* What the task asks:
Only the lines from the top of the data through the line with "no date component." should be repeated, each exactly as written.

* Dataset content:

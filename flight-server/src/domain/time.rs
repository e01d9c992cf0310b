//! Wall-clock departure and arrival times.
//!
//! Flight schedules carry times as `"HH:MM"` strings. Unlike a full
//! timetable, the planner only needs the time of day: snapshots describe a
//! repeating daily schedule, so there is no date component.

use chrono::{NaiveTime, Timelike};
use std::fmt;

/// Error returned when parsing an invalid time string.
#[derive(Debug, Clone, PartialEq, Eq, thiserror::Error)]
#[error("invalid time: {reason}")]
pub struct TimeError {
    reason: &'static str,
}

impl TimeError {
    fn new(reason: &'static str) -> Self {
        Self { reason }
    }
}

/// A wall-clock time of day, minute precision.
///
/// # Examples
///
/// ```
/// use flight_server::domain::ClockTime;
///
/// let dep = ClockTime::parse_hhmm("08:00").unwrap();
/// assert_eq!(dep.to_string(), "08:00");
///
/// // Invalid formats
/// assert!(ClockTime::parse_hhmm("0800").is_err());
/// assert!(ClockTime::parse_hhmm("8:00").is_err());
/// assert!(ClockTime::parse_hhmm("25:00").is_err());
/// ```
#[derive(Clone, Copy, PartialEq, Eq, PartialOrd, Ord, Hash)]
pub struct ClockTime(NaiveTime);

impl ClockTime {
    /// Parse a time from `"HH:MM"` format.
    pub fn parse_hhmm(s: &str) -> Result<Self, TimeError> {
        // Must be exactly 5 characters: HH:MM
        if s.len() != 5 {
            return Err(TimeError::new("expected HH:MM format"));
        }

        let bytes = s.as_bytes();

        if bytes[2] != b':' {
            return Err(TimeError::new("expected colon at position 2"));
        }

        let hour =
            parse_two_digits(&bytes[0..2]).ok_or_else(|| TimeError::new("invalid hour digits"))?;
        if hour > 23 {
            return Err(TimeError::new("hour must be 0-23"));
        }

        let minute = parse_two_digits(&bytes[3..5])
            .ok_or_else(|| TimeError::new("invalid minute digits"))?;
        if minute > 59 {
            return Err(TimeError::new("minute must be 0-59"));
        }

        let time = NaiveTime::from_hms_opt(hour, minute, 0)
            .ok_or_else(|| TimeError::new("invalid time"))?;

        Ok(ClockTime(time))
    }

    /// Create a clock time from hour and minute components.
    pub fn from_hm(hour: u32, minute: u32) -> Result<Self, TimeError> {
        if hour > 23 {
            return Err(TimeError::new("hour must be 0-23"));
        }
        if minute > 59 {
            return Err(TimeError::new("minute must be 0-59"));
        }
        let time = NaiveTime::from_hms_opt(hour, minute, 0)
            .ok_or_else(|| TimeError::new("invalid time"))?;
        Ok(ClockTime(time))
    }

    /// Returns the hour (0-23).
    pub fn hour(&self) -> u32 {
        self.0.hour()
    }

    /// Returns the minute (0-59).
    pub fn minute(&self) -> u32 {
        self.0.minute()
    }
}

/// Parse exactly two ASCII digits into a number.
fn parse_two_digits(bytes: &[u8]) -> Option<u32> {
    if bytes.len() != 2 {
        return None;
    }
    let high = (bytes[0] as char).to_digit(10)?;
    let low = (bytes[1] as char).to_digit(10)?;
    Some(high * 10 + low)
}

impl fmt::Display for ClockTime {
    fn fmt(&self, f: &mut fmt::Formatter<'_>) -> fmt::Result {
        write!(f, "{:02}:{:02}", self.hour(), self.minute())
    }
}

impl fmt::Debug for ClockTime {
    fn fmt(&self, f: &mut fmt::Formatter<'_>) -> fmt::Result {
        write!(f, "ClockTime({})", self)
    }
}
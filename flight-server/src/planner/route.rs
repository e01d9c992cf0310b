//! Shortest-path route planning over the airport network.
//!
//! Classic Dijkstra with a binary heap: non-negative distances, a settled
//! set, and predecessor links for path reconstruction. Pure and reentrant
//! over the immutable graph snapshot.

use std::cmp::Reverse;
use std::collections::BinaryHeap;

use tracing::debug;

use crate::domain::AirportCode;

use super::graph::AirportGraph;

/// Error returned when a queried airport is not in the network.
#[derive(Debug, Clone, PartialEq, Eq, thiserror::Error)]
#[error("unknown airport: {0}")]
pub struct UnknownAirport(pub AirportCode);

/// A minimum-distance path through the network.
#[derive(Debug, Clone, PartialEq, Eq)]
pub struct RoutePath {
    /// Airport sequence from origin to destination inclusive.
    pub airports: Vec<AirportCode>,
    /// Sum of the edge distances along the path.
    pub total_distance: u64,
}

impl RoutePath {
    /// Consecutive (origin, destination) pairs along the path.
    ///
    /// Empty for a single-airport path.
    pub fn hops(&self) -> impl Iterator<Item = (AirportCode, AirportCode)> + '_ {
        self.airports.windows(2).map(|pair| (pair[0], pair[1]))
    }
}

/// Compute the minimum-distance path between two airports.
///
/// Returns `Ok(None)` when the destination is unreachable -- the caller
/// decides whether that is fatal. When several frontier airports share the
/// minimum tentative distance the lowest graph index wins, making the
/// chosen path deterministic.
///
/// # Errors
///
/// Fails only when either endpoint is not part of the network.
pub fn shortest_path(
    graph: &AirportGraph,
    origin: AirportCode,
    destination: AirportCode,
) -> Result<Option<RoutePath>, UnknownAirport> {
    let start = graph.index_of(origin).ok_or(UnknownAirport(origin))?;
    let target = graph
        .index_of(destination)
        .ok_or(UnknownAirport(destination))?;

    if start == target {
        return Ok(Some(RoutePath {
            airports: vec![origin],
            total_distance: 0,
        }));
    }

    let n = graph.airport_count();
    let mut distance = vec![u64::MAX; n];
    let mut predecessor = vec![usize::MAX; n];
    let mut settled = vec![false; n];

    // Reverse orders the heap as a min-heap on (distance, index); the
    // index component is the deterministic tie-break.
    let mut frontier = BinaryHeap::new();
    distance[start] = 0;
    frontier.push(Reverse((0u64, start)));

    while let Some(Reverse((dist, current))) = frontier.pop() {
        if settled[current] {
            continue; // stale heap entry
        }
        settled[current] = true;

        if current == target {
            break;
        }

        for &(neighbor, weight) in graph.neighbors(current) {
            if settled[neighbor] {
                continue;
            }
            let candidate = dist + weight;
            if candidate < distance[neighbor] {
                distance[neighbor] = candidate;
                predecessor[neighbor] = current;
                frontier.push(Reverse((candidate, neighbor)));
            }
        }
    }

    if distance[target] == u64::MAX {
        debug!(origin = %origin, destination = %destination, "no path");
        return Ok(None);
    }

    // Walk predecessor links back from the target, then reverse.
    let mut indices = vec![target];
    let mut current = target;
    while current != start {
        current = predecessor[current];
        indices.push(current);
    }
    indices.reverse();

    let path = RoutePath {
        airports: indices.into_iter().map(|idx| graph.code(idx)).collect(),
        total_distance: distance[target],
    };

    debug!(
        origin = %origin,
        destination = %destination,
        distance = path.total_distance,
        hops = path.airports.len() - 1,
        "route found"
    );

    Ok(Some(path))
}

* Completed exercise:
filename flight-server/src/domain/time.rs
repository e01d9c992cf0310b
//! Wall-clock departure and arrival times.
//!
//! Flight schedules carry times as `"HH:MM"` strings. Unlike a full
//! timetable, the planner only needs the time of day: snapshots describe a
//! repeating daily schedule, so there is no date component.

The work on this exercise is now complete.